Comment on abandonware empires
beautiful_boater@hexbear.net 1 year agoNot usually. The main thing for lab equipment is that it is controlling hardware. So you are often using proprietary hardware drivers for custom hardware. Wine can’t handle hardware drivers and for security reasons can’t get low level hardware access.
TheCaconym@hexbear.net 1 year ago
beautiful_boater@hexbear.net 1 year ago
On the other hand, something like ReactOS could, in theory work, if it was much more mature and had more developers behind it.
Thorry84@feddit.nl 1 year ago
Not really I’m afraid. ReactOS is focused on implementing the old APIs which allows software that used those APIs to function.
But my experience with old proprietary software from that era is that they were trying to do something which was hard at the time. So they wrote their software with lots of clever tricks and hacks, to make the thing do the thing. This can be as simple as manually invoking interrupts and using undocumented APIs, to setting up non protected memory and communicating with the hardware directly.
I’ve seen cases where the software would only run with a specific version of Windows 95 and only with specific chipsets. Even changing the cpu from an Intel to a Cyrix for example could cause issues.

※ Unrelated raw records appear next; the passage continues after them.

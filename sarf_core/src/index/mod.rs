//! Ordered root index.
//!
//! An AVL tree keyed by [`RootKey`]. Each node owns the root's
//! [`DerivedWordList`]. Lookups accept any spelling; variant letters fold to
//! the same key, so `أكل` and `اكل` address the same entry.

mod iter;
mod node;

use tracing::{debug, info, warn};

use crate::derived::DerivedWordList;
use crate::root::{Root, RootKey};

pub use iter::Iter;
use node::Link;

/// A stored root and its derived words.
#[derive(Debug, Clone, Copy)]
pub struct RootEntry<'a> {
    pub root: &'a Root,
    pub derived: &'a DerivedWordList,
}

#[derive(Debug, Default)]
pub struct RootIndex {
    root: Link,
    len: usize,
}

impl RootIndex {
    #[must_use]
    pub const fn new() -> Self {
        Self { root: None, len: 0 }
    }

    /// Insert `root`. Returns `false` if a root with the same key is present.
    pub fn insert(&mut self, root: Root) -> bool {
        let mut inserted = false;
        let text = root.as_str().to_string();
        self.root = Some(node::insert(self.root.take(), root, &mut inserted));
        if inserted {
            self.len += 1;
            debug!(root = %text, size = self.len, "inserted root");
        }
        inserted
    }

    /// Remove a root together with its derived words.
    pub fn remove(&mut self, root: &str) -> Option<(Root, DerivedWordList)> {
        let key = RootKey::of(root)?;
        let (tree, removed) = node::remove(self.root.take(), key);
        self.root = tree;
        if removed.is_some() {
            self.len -= 1;
            debug!(root, size = self.len, "removed root");
        }
        removed
    }

    #[must_use]
    pub fn get(&self, root: &str) -> Option<RootEntry<'_>> {
        let key = RootKey::of(root)?;
        let mut current = self.root.as_deref();
        while let Some(node) = current {
            match key.cmp(&node.key()) {
                std::cmp::Ordering::Less => current = node.left.as_deref(),
                std::cmp::Ordering::Greater => current = node.right.as_deref(),
                std::cmp::Ordering::Equal => {
                    return Some(RootEntry {
                        root: &node.root,
                        derived: &node.derived,
                    });
                }
            }
        }
        None
    }

    /// Mutable access to the derived words of a stored root.
    pub fn derived_mut(&mut self, root: &str) -> Option<&mut DerivedWordList> {
        let key = RootKey::of(root)?;
        let mut current = self.root.as_deref_mut();
        while let Some(node) = current {
            match key.cmp(&node.key()) {
                std::cmp::Ordering::Less => current = node.left.as_deref_mut(),
                std::cmp::Ordering::Greater => current = node.right.as_deref_mut(),
                std::cmp::Ordering::Equal => return Some(&mut node.derived),
            }
        }
        None
    }

    #[must_use]
    pub fn contains(&self, root: &str) -> bool {
        self.get(root).is_some()
    }

    /// Replace the whole index with a minimal-height tree built from `roots`.
    ///
    /// Entries that are not valid roots are dropped, duplicates (by key) keep
    /// their first spelling after sorting. Derived words of the previous tree
    /// are discarded. Returns the number of stored roots.
    pub fn build_balanced<I, S>(&mut self, roots: I) -> usize
    where
        I: IntoIterator<Item = S>,
        S: AsRef<str>,
    {
        let mut parsed: Vec<Root> = roots
            .into_iter()
            .filter_map(|text| match Root::parse(text.as_ref()) {
                Ok(root) => Some(root),
                Err(e) => {
                    warn!("skipping seed entry: {e}");
                    None
                }
            })
            .collect();
        parsed.sort_by_key(Root::key);
        parsed.dedup_by_key(|root| root.key());

        self.len = parsed.len();
        self.root = node::build_sorted(parsed);
        info!(size = self.len, height = self.height(), "built balanced root index");
        self.len
    }

    /// Stored roots in ascending key order.
    #[must_use]
    pub fn iter(&self) -> Iter<'_> {
        Iter::new(self.root.as_deref())
    }

    #[must_use]
    pub const fn len(&self) -> usize {
        self.len
    }

    #[must_use]
    pub const fn is_empty(&self) -> bool {
        self.len == 0
    }

    /// Height of the tree; 0 when empty.
    #[must_use]
    pub fn height(&self) -> u32 {
        node::height(&self.root)
    }

    /// Whether every node is ordered, AVL-balanced and has a correct cached
    /// height.
    #[must_use]
    pub fn is_balanced(&self) -> bool {
        node::checked_height(&self.root, None, None).is_some()
    }

    #[cfg(test)]
    fn top(&self) -> Option<&Root> {
        self.root.as_ref().map(|node| &node.root)
    }
}

impl<'a> IntoIterator for &'a RootIndex {
    type Item = RootEntry<'a>;
    type IntoIter = Iter<'a>;

    fn into_iter(self) -> Self::IntoIter {
        self.iter()
    }
}

#[cfg(test)]
mod tests {
    use super::*;

    fn root(text: &str) -> Root {
        Root::parse(text).unwrap_or_else(|e| panic!("{e}"))
    }

    fn texts(index: &RootIndex) -> Vec<String> {
        index.iter().map(|e| e.root.as_str().to_string()).collect()
    }

    #[test]
    fn test_insert_and_contains() {
        let mut index = RootIndex::new();
        assert!(index.insert(root("كتب")));
        assert!(index.contains("كتب"));
        assert!(!index.contains("درس"));
        assert_eq!(index.len(), 1);
    }

    #[test]
    fn test_duplicate_insert_is_noop() {
        let mut index = RootIndex::new();
        assert!(index.insert(root("كتب")));
        assert!(!index.insert(root("كتب")));
        assert_eq!(index.len(), 1);
    }

    #[test]
    fn test_folded_spellings_share_an_entry() {
        let mut index = RootIndex::new();
        assert!(index.insert(root("أكل")));
        assert!(!index.insert(root("اكل")));
        assert_eq!(index.get("اكل").map(|e| e.root.as_str()), Some("أكل"));
    }

    #[test]
    fn test_remove_missing() {
        let mut index = RootIndex::new();
        assert!(index.remove("xyz").is_none());
        assert!(index.remove("كتب").is_none());
        assert!(index.is_empty());
    }

    #[test]
    fn test_iteration_is_sorted() {
        let mut index = RootIndex::new();
        for text in ["كتب", "درس", "زرع", "علم", "بحث"] {
            index.insert(root(text));
        }
        assert_eq!(texts(&index), vec!["بحث", "درس", "زرع", "علم", "كتب"]);
    }

    #[test]
    fn test_ascending_inserts_stay_balanced() {
        let mut index = RootIndex::new();
        let letters: Vec<char> = "بتثجحخدذرزسشصضطظعغفقكلمنهوي".chars().collect();
        for &c in &letters {
            index.insert(root(&format!("{c}رس")));
        }
        assert_eq!(index.len(), letters.len());
        assert!(index.is_balanced());
        // 27 nodes fit in an AVL tree of height at most 6
        assert!(index.height() <= 6);
    }

    #[test]
    fn test_remove_node_with_two_children_keeps_derived_words() {
        let mut index = RootIndex::new();
        for text in ["درس", "بحث", "كتب", "زرع", "علم"] {
            index.insert(root(text));
        }
        if let Some(list) = index.derived_mut("علم") {
            list.record("عالم", "فاعل");
        }

        let removed = index.remove("درس");
        assert_eq!(removed.map(|(r, _)| r.as_str().to_string()), Some("درس".to_string()));
        assert!(!index.contains("درس"));
        assert!(index.is_balanced());
        assert_eq!(index.len(), 4);

        let entry = index.get("علم");
        assert!(entry.is_some_and(|e| e.derived.contains("عالم")));
    }

    #[test]
    fn test_remove_returns_derived_words() {
        let mut index = RootIndex::new();
        index.insert(root("كتب"));
        if let Some(list) = index.derived_mut("كتب") {
            list.record("كاتب", "فاعل");
        }
        let removed = index.remove("كتب");
        assert!(removed.is_some_and(|(_, derived)| derived.contains("كاتب")));
    }

    #[test]
    fn test_build_balanced_picks_median() {
        let mut index = RootIndex::new();
        let stored = index.build_balanced(["زرع", "كتب", "درس"]);
        assert_eq!(stored, 3);
        assert_eq!(index.height(), 2);
        assert_eq!(index.top().map(Root::as_str), Some("زرع"));
        assert_eq!(texts(&index), vec!["درس", "زرع", "كتب"]);
    }

    #[test]
    fn test_build_balanced_filters_and_dedups() {
        let mut index = RootIndex::new();
        index.insert(root("علم"));
        let stored = index.build_balanced(["كتب", "xyz", "كتب", "كاتب", "", "درس"]);
        assert_eq!(stored, 2);
        assert_eq!(index.len(), 2);
        assert!(!index.contains("علم"));
    }

    #[test]
    fn test_build_balanced_then_insert_stays_avl() {
        let mut index = RootIndex::new();
        index.build_balanced(["بحث", "درس", "زرع"]);
        for text in ["علم", "فهم", "قرأ", "كتب", "لعب"] {
            index.insert(root(text));
        }
        assert!(index.is_balanced());
        assert_eq!(index.len(), 8);
    }
}
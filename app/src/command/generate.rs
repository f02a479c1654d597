use sarf_core::Derivation;

use super::Session;

/// Input parameters for the Generate command strategy.
#[derive(Debug)]
pub struct GenerateInput<'a> {
    pub session: &'a mut Session,
    pub root: String,
    /// Single pattern to apply
    pub pattern: Option<String>,
    /// Apply and record every pattern
    pub all: bool,
}

/// Strategy for generating derived words.
///
/// Three modes:
/// - one pattern: generate and record a single word
/// - `--all`: generate and record the word for every pattern
/// - neither: preview every pattern without recording
#[derive(Debug, Clone, Copy)]
pub struct GenerateStrategy;

impl super::CommandStrategy for GenerateStrategy {
    type Input<'a> = GenerateInput<'a>;

    fn execute(&self, input: Self::Input<'_>) -> anyhow::Result<()> {
        let engine = &mut input.session.engine;
        let root = input.root.trim();

        if let Some(pattern) = input.pattern {
            let word = engine.generate_derived_word(root, &pattern)?;
            println!("{root} + {} → {word}", pattern.trim());
            return Ok(());
        }

        if input.all {
            let derivations = engine.generate_all_derivatives_for_root(root)?;
            print_derivations(root, &derivations);
        } else {
            let derivations = engine.preview_derivatives(root)?;
            print_derivations(root, &derivations);
            println!("(preview only, use --all to record)");
        }
        Ok(())
    }
}

fn print_derivations(root: &str, derivations: &[Derivation]) {
    if derivations.is_empty() {
        println!("No patterns registered.");
        return;
    }
    println!("Derivatives of {root}:");
    for derivation in derivations {
        println!(
            "  {:<10} {:<10} {}",
            derivation.pattern, derivation.word, derivation.description
        );
    }
}
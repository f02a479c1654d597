//! Pattern lookup table.
//!
//! Separate chaining over djb2 hashes of the pattern name. New entries are
//! prepended to their chain; the bucket array doubles whenever the load
//! factor passes the configured maximum. Buckets never shrink.

use serde::{Deserialize, Serialize};
use tracing::{debug, warn};

use super::Pattern;

const MIN_LOAD_FACTOR: f64 = 0.1;
const MAX_LOAD_FACTOR: f64 = 8.0;
const MAX_INITIAL_CAPACITY: usize = 1 << 16;

/// djb2 over the raw UTF-8 bytes of `key` with 32-bit wraparound.
#[must_use]
pub fn djb2(key: &str) -> u32 {
    key.bytes()
        .fold(5381u32, |hash, byte| hash.wrapping_mul(33).wrapping_add(u32::from(byte)))
}

#[derive(Debug, Clone, Copy, PartialEq, Serialize, Deserialize)]
pub struct PatternTableOptions {
    #[serde(default = "PatternTableOptions::default_initial_capacity")]
    pub initial_capacity: usize,
    #[serde(default = "PatternTableOptions::default_max_load_factor")]
    pub max_load_factor: f64,
}

impl Default for PatternTableOptions {
    fn default() -> Self {
        Self {
            initial_capacity: Self::default_initial_capacity(),
            max_load_factor: Self::default_max_load_factor(),
        }
    }
}

impl PatternTableOptions {
    const fn default_initial_capacity() -> usize {
        16
    }

    const fn default_max_load_factor() -> f64 {
        0.75
    }
}

type Link = Option<Box<Entry>>;

#[derive(Debug)]
struct Entry {
    pattern: Pattern,
    next: Link,
}

fn empty_buckets(capacity: usize) -> Vec<Link> {
    std::iter::repeat_with(|| None).take(capacity).collect()
}

fn bucket_index(name: &str, capacity: usize) -> usize {
    djb2(name) as usize % capacity
}

#[derive(Debug)]
pub struct PatternStore {
    buckets: Vec<Link>,
    len: usize,
    max_load_factor: f64,
}

impl PatternStore {
    #[must_use]
    pub fn new() -> Self {
        Self::with_options(PatternTableOptions::default())
    }

    /// Capacity is clamped to `1..=MAX_INITIAL_CAPACITY`; a load factor
    /// outside `MIN_LOAD_FACTOR..=MAX_LOAD_FACTOR` falls back to the default.
    #[must_use]
    pub fn with_options(options: PatternTableOptions) -> Self {
        let requested = options.max_load_factor;
        let max_load_factor = if (MIN_LOAD_FACTOR..=MAX_LOAD_FACTOR).contains(&requested) {
            requested
        } else {
            warn!(requested, "max load factor out of range, using default");
            PatternTableOptions::default_max_load_factor()
        };
        let capacity = options.initial_capacity.clamp(1, MAX_INITIAL_CAPACITY);
        if capacity != options.initial_capacity {
            warn!(requested = options.initial_capacity, capacity, "clamped initial capacity");
        }
        Self {
            buckets: empty_buckets(capacity),
            len: 0,
            max_load_factor,
        }
    }

    /// Insert or replace a pattern by name. Returns `true` for a new entry.
    pub fn insert(&mut self, pattern: Pattern) -> bool {
        let index = bucket_index(pattern.name(), self.buckets.len());

        let mut cursor = self.buckets[index].as_deref_mut();
        while let Some(entry) = cursor {
            if entry.pattern.name() == pattern.name() {
                debug!(pattern = pattern.name(), "replaced pattern");
                entry.pattern = pattern;
                return false;
            }
            cursor = entry.next.as_deref_mut();
        }

        let next = self.buckets[index].take();
        debug!(pattern = pattern.name(), bucket = index, "inserted pattern");
        self.buckets[index] = Some(Box::new(Entry { pattern, next }));
        self.len += 1;

        while self.load_factor() > self.max_load_factor {
            self.grow();
        }
        true
    }

    fn grow(&mut self) {
        let capacity = self.buckets.len() * 2;
        let old = std::mem::replace(&mut self.buckets, empty_buckets(capacity));
        for mut link in old {
            while let Some(mut entry) = link {
                link = entry.next.take();
                let index = bucket_index(entry.pattern.name(), capacity);
                entry.next = self.buckets[index].take();
                self.buckets[index] = Some(entry);
            }
        }
        debug!(capacity, size = self.len, "rehashed pattern table");
    }

    #[must_use]
    pub fn get(&self, name: &str) -> Option<&Pattern> {
        let mut cursor = self.buckets[bucket_index(name, self.buckets.len())].as_deref();
        while let Some(entry) = cursor {
            if entry.pattern.name() == name {
                return Some(&entry.pattern);
            }
            cursor = entry.next.as_deref();
        }
        None
    }

    #[must_use]
    pub fn contains(&self, name: &str) -> bool {
        self.get(name).is_some()
    }

    /// Unlink and return the pattern called `name`.
    pub fn remove(&mut self, name: &str) -> Option<Pattern> {
        let index = bucket_index(name, self.buckets.len());
        let mut link = &mut self.buckets[index];
        while link
            .as_ref()
            .is_some_and(|entry| entry.pattern.name() != name)
        {
            link = &mut link.as_mut()?.next;
        }
        let mut removed = link.take()?;
        *link = removed.next.take();
        self.len -= 1;
        debug!(pattern = name, size = self.len, "removed pattern");
        Some(removed.pattern)
    }

    /// Snapshot of every pattern, in table order.
    #[must_use]
    pub fn all(&self) -> Vec<Pattern> {
        self.iter().cloned().collect()
    }

    /// Patterns in table order (bucket by bucket, newest first per chain).
    #[must_use]
    pub fn iter(&self) -> Iter<'_> {
        Iter {
            buckets: self.buckets.iter(),
            chain: None,
        }
    }

    #[must_use]
    pub const fn len(&self) -> usize {
        self.len
    }

    #[must_use]
    pub const fn is_empty(&self) -> bool {
        self.len == 0
    }

    /// Number of buckets.
    #[must_use]
    pub fn capacity(&self) -> usize {
        self.buckets.len()
    }

    #[must_use]
    pub fn load_factor(&self) -> f64 {
        self.len as f64 / self.buckets.len() as f64
    }

    #[must_use]
    pub const fn max_load_factor(&self) -> f64 {
        self.max_load_factor
    }
}

impl Default for PatternStore {
    fn default() -> Self {
        Self::new()
    }
}

pub struct Iter<'a> {
    buckets: std::slice::Iter<'a, Link>,
    chain: Option<&'a Entry>,
}

impl<'a> Iterator for Iter<'a> {
    type Item = &'a Pattern;

    fn next(&mut self) -> Option<Self::Item> {
        loop {
            if let Some(entry) = self.chain {
                self.chain = entry.next.as_deref();
                return Some(&entry.pattern);
            }
            self.chain = self.buckets.next()?.as_deref();
        }
    }
}

impl<'a> IntoIterator for &'a PatternStore {
    type Item = &'a Pattern;
    type IntoIter = Iter<'a>;

    fn into_iter(self) -> Self::IntoIter {
        self.iter()
    }
}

I was involved as an intern with a project to fix something like this a long time ago. We chose to simply reverse engineer the hardware interface, put in a custom controller to handle it and write modern software. It took a lot of doing and we lost some features, but the original system was beyond saving.
As time went on more and more hardware abstraction is applied, so I would hope this issue would be fixed in the future. But the whole of the 90s and early 2000s is a big issue.